Soon after our weekly travels throughout middle Tennessee began, I received anonymous and threatening postcards. The first arrived at my home in 1976 and read, “Do you really think regionalization of perinatal care will make your job more secure?” (Figure 2). That post card was followed by a more sinister message, “BAA BAA BLACKSHEEP, BYE BYE BIRDIE, BYE BYE BOEHM” (Figure 3). Not long thereafter I was told, “Have U Missed me? You need to move on” (Figure 4).
Somewhat disturbed by these threatening messages, I contacted the local FBI and met with special agents who informed me after studying the messages that there was little the agency could do. To this day, I do not know who sent these messages. One thing I did understand, however, was that there were some health care providers around middle Tennessee who were unhappy with my attempts to regionalize perinatal care. To them, regionalization was government intrusion into the care of their patients. Some physicians obviously felt that no one should be telling them that they needed to transfer patients to doctors at a large teaching center in Nashville.
Slowly and steadily, however, the number of high-risk obstetric patient referral for in-patient care began coming to Vanderbilt Medical Center with numbers reaching as high as 700 each year. Physicians taking care of pregnant patients throughout middle Tennessee, southern Kentucky and northern Alabama were soon convinced that Perinatal Regionalization was a positive step forward in the care of pregnant patients as well as their newborns. As early as 1981, Vanderbilt was able to report that survival of very small infants born at Vanderbilt Medical Center had doubled during the years 1975 and 1980, while there were no similar survival changes in those babies continuing to be born in outlying smaller hospitals. Clearly, the process of regionalization was working.

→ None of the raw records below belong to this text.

#[cfg(test)]
mod tests {
    use super::*;
    use crate::runtime::InProcRuntime;

    #[test]
    fn test_drop_releases_exactly_once() {
        let rt = InProcRuntime::new();
        let raw = {
            let data = DataHandle::new(&rt, b"abc").unwrap();
            assert_eq!(data.as_object().retain_count().unwrap(), 1);
            data.as_object().raw()
        };
        // The drop released the only reference
        assert_eq!(rt.release(raw), Err(ObjectError::DoubleRelease));
        assert_eq!(rt.live_objects(), 0);
    }

    #[test]
    fn test_try_clone_takes_second_reference() {
        let rt = InProcRuntime::new();
        let data = DataHandle::new(&rt, b"abc").unwrap();
        let clone = data.as_object().try_clone().unwrap();
        assert_eq!(clone.retain_count().unwrap(), 2);
        drop(clone);
        assert_eq!(data.as_object().retain_count().unwrap(), 1);
        assert_eq!(data.to_bytes().unwrap(), b"abc");
    }

    #[test]
    fn test_into_raw_and_adopt_round_trip() {
        let rt = InProcRuntime::new();
        let text = StringHandle::new(&rt, "com.example.driver").unwrap();
        let raw = text.into_object().into_raw();

        // The reference survives the boundary crossing
        assert_eq!(rt.retain_count(raw).unwrap(), 1);

        let adopted = ObjectHandle::adopt_raw(&rt, raw).unwrap();
        assert_eq!(adopted.kind(), Kind::String);
        let text = StringHandle::try_from(adopted).unwrap();
        assert_eq!(text.to_text().unwrap(), "com.example.driver");
    }

    #[test]
    fn test_adopting_forged_token_fails() {
        let rt = InProcRuntime::new();
        let forged = RawRef::from_bits(0xdead_beef);
        assert_eq!(
            ObjectHandle::adopt_raw(&rt, forged).unwrap_err(),
            ObjectError::StaleReference
        );
    }

    #[test]
    fn test_downcast_checks_kind() {
        let rt = InProcRuntime::new();
        let number = NumberHandle::new(&rt, NumberValue::I32(5)).unwrap();
        let err = StringHandle::try_from(number.into_object()).unwrap_err();
        assert_eq!(
            err,
            ObjectError::TypeMismatch {
                expected: Kind::String,
                found: Kind::Number
            }
        );
        assert_eq!(rt.live_objects(), 0);
    }

    #[test]
    fn test_array_round_trip_and_borrowed_elements() {
        let rt = InProcRuntime::new();
        let a = StringHandle::new(&rt, "a").unwrap();
        let b = StringHandle::new(&rt, "b").unwrap();
        let array = ArrayHandle::new(&rt, &[a.as_object(), b.as_object()]).unwrap();

        drop(a);
        drop(b);

        // The retaining array keeps the elements alive
        let values = array.values(0, array.len().unwrap()).unwrap();
        assert_eq!(values.len(), 2);
        let first = StringHandle::try_from(values[0].to_owned().unwrap()).unwrap();
        assert_eq!(first.to_text().unwrap(), "a");
    }

    #[test]
    fn test_array_get_out_of_range() {
        let rt = InProcRuntime::new();
        let array = ArrayHandle::new(&rt, &[]).unwrap();
        assert!(matches!(
            array.get(0),
            Err(ObjectError::RangeOutOfBounds { .. })
        ));
    }

    #[test]
    fn test_dictionary_string_key_lookup() {
        let rt = InProcRuntime::new();
        let key = StringHandle::new(&rt, "CFBundleVersion").unwrap();
        let value = StringHandle::new(&rt, "1.4.2").unwrap();
        let dict = DictionaryHandle::new(&rt, &[(key.as_object(), value.as_object())]).unwrap();

        let found = dict.get("CFBundleVersion").unwrap().unwrap();
        let found = StringHandle::try_from(found.to_owned().unwrap()).unwrap();
        assert_eq!(found.to_text().unwrap(), "1.4.2");
        assert!(dict.get("CFBundleIdentifier").unwrap().is_none());
    }

    #[test]
    fn test_boolean_singletons_are_constants() {
        let rt = InProcRuntime::new();
        let yes = BooleanHandle::of(&rt, true);
        let also_yes = BooleanHandle::of(&rt, true);
        assert_eq!(yes.raw(), also_yes.raw());
        assert!(yes.value().unwrap());

        // An erased handle to the singleton can be dropped freely
        let erased = yes.to_object().unwrap();
        drop(erased);
        assert!(yes.value().unwrap());
    }

    #[test]
    fn test_url_from_path() {
        let rt = InProcRuntime::new();
        let url = UrlHandle::from_path(
            &rt,
            "/Library/Filesystems/example.fs/Contents/Extensions/example.kext",
            PathStyle::Posix,
            true,
        )
        .unwrap();
        assert!(url.path().unwrap().ends_with("example.kext"));
        assert!(url.is_directory().unwrap());
        // The temporary path string was released; only the URL is live
        assert_eq!(rt.live_objects(), 1);
    }

    #[test]
    fn test_number_handle_lossless_getters() {
        let rt = InProcRuntime::new();
        let number = NumberHandle::new(&rt, NumberValue::I64(1 << 40)).unwrap();
        assert_eq!(number.to_i64().unwrap(), 1 << 40);
        assert!(matches!(
            number.to_i32(),
            Err(ObjectError::NumericLoss { .. })
        ));
    }
}
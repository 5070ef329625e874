//! Handle-layer error taxonomy
//!
//! Every fallible operation surfaces a typed error to its immediate caller;
//! nothing in this layer retries or swallows failures.

use crate::encoding::Encoding;
use crate::kind::Kind;
use crate::number::NumberType;
use thiserror::Error;

/// Errors reported by the handle layer and the object runtime
#[derive(Debug, Clone, Copy, PartialEq, Eq, Error)]
pub enum ObjectError {
    /// The foreign runtime could not construct an object
    #[error("foreign allocation failed")]
    AllocationFailed,

    /// A handle's kind tag does not match the requested operation
    #[error("type mismatch: expected {expected}, found {found}")]
    TypeMismatch {
        /// Kind required by the operation
        expected: Kind,
        /// Kind the object actually has
        found: Kind,
    },

    /// An index range falls outside the container's bounds
    #[error("range [{start}, {start}+{len}) out of bounds for count {count}")]
    RangeOutOfBounds {
        /// First requested index
        start: usize,
        /// Number of requested elements
        len: usize,
        /// Number of elements actually present
        count: usize,
    },

    /// A byte sequence is invalid for its declared encoding
    #[error("byte sequence is not valid {encoding}")]
    InvalidEncoding {
        /// The declared encoding
        encoding: Encoding,
    },

    /// A numeric value cannot be represented losslessly in the requested form
    #[error("{stored} value cannot be represented losslessly as {requested}")]
    NumericLoss {
        /// Representation the value is stored in
        stored: NumberType,
        /// Representation that was requested
        requested: NumberType,
    },

    /// A token refers to an object that has already been destroyed
    #[error("stale reference: object already released")]
    StaleReference,

    /// A release was attempted beyond the single owned reference.
    ///
    /// This is a programming defect: once observed, the foreign reference
    /// count is no longer trustworthy. Safe handles make it unreachable by
    /// consuming ownership on release; only the raw runtime surface can
    /// report it.
    #[error("release beyond the single owned reference")]
    DoubleRelease,
}

/// Result alias for handle-layer operations
pub type ObjectResult<T> = Result<T, ObjectError>;
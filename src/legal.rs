//! Legal move filtering on top of pseudo-legal generation, using moves that
//! are played on the position and taken back.

use crate::{
    color::Color,
    moves::{Move, Special},
    piece::{Piece, PieceKind},
    position::{PieceIndex, Position},
};

/// Everything [`Position::apply`] overwrote, so that [`Position::undo`] can
/// put it back.
#[derive(Debug, Clone)]
pub struct Undo {
    movement: Move,
    moving: Piece,
    captured: Option<(PieceIndex, Piece)>,
    rook: Option<(PieceIndex, Piece)>,
}

impl Position {
    /// Plays a move on the board: captured pieces leave the arena, the mover
    /// (and for castling the rook) is relocated and marked as moved, and a
    /// promoting pawn changes kind. Returns `None` without touching anything
    /// if the move does not fit the position.
    pub fn apply(&mut self, movement: &Move) -> Option<Undo> {
        let moving = self[movement.piece]?;
        if moving.cell != movement.from {
            return None;
        }
        let rook = match movement.special {
            Special::Castle { rook_from, .. } => {
                let index = self[rook_from]?;
                Some((index, self[index]?))
            }
            _ => None,
        };
        self.lift(movement.from);
        let captured = match movement.special {
            Special::EnPassant => self.remove(movement.en_passant_victim()),
            _ => self.remove(movement.to),
        };
        self.put(movement.piece, movement.to);
        if let Some(piece) = self.piece_mut(movement.piece) {
            piece.has_moved = true;
            if let Some(kind) = movement.promotion() {
                piece.kind = kind;
            }
        }
        if let (Some((index, _)), Special::Castle { rook_from, rook_to }) = (rook, movement.special)
        {
            self.lift(rook_from);
            self.put(index, rook_to);
            if let Some(rook) = self.piece_mut(index) {
                rook.has_moved = true;
            }
        }
        Some(Undo {
            movement: *movement,
            moving,
            captured,
            rook,
        })
    }
    /// Takes back a move played by [`Position::apply`].
    pub fn undo(&mut self, undo: Undo) {
        let Undo {
            movement,
            moving,
            captured,
            rook,
        } = undo;
        self.lift(movement.to);
        self.restore(movement.piece, moving);
        if let Some((index, rook)) = rook {
            if let Special::Castle { rook_to, .. } = movement.special {
                self.lift(rook_to);
            }
            self.restore(index, rook);
        }
        if let Some((index, piece)) = captured {
            self.restore(index, piece);
        }
    }
    fn leaves_in_check(&mut self, movement: &Move, color: Color) -> bool {
        let Some(undo) = self.apply(movement) else {
            return true;
        };
        let check = self.is_in_check(color);
        self.undo(undo);
        check
    }
    fn candidate_moves(&mut self, index: PieceIndex) -> Vec<Move> {
        match self[index] {
            Some(piece) if piece.kind == PieceKind::King => self.all_possible_moves(index),
            Some(_) => self.pseudo_legal_moves(index),
            None => Vec::new(),
        }
    }
    fn legal_moves_in_place(&mut self, index: PieceIndex) -> Vec<Move> {
        let Some(piece) = self[index] else {
            return Vec::new();
        };
        self.candidate_moves(index)
            .into_iter()
            .filter(|movement| !self.leaves_in_check(movement, piece.color))
            .collect()
    }
    /// Moves of the piece that do not leave its own king in check. The
    /// simulations run on a scratch copy.
    pub fn legal_moves(&self, index: PieceIndex) -> Vec<Move> {
        self.clone().legal_moves_in_place(index)
    }
    /// Legal moves of every piece of `color`.
    pub fn all_legal_moves(&self, color: Color) -> Vec<Move> {
        let mut scratch = self.clone();
        let indices: Vec<_> = self.pieces(color).map(|(index, _)| index).collect();
        indices
            .into_iter()
            .flat_map(|index| scratch.legal_moves_in_place(index))
            .collect()
    }
    /// Stops at the first legal move found.
    pub fn has_any_legal_move(&self, color: Color) -> bool {
        let mut scratch = self.clone();
        self.pieces(color).any(|(index, _)| {
            scratch
                .candidate_moves(index)
                .iter()
                .any(|movement| !scratch.leaves_in_check(movement, color))
        })
    }
}
use std::{
    fmt::{self, Display, Formatter},
    ops::Not,
    str::FromStr,
};

use thiserror::Error;

#[derive(Debug, Clone, Copy, PartialEq, Eq, Hash, Error)]
#[error("provided string was not `w`, `b`, `W`, `B`, `white`, or `black`")]
pub struct ParseColorError;

#[derive(Debug, Clone, Copy, PartialEq, Eq, Hash)]
pub enum Color {
    White,
    Black,
}
impl Color {
    pub const ALL: [Self; 2] = [Color::White, Color::Black];

    pub fn lowercase(self) -> char {
        match self {
            Color::White => 'w',
            Color::Black => 'b',
        }
    }
}
impl Display for Color {
    fn fmt(&self, f: &mut Formatter<'_>) -> fmt::Result {
        match self {
            Color::White => write!(f, "white")?,
            Color::Black => write!(f, "black")?,
        }
        Ok(())
    }
}
impl FromStr for Color {
    type Err = ParseColorError;

    fn from_str(s: &str) -> Result<Self, Self::Err> {
        let color = match s {
            "w" | "W" | "white" => Color::White,
            "b" | "B" | "black" => Color::Black,
            _ => return Err(ParseColorError),
        };
        Ok(color)
    }
}
impl Not for Color {
    type Output = Self;

    fn not(self) -> Self::Output {
        match self {
            Color::White => Color::Black,
            Color::Black => Color::White,
        }
    }
}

Because of an increase in the number of high-risk pregnant patients being admitted to our facility, we also began receiving an even larger number of outpatient referrals to the Vanderbilt Clinics. Patients were being sent to our clinics for consultations on how to manage their complicated pregnancies. Patients requesting genetic counseling and testing increased rapidly as was our need for ultrasound examinations of pregnant women.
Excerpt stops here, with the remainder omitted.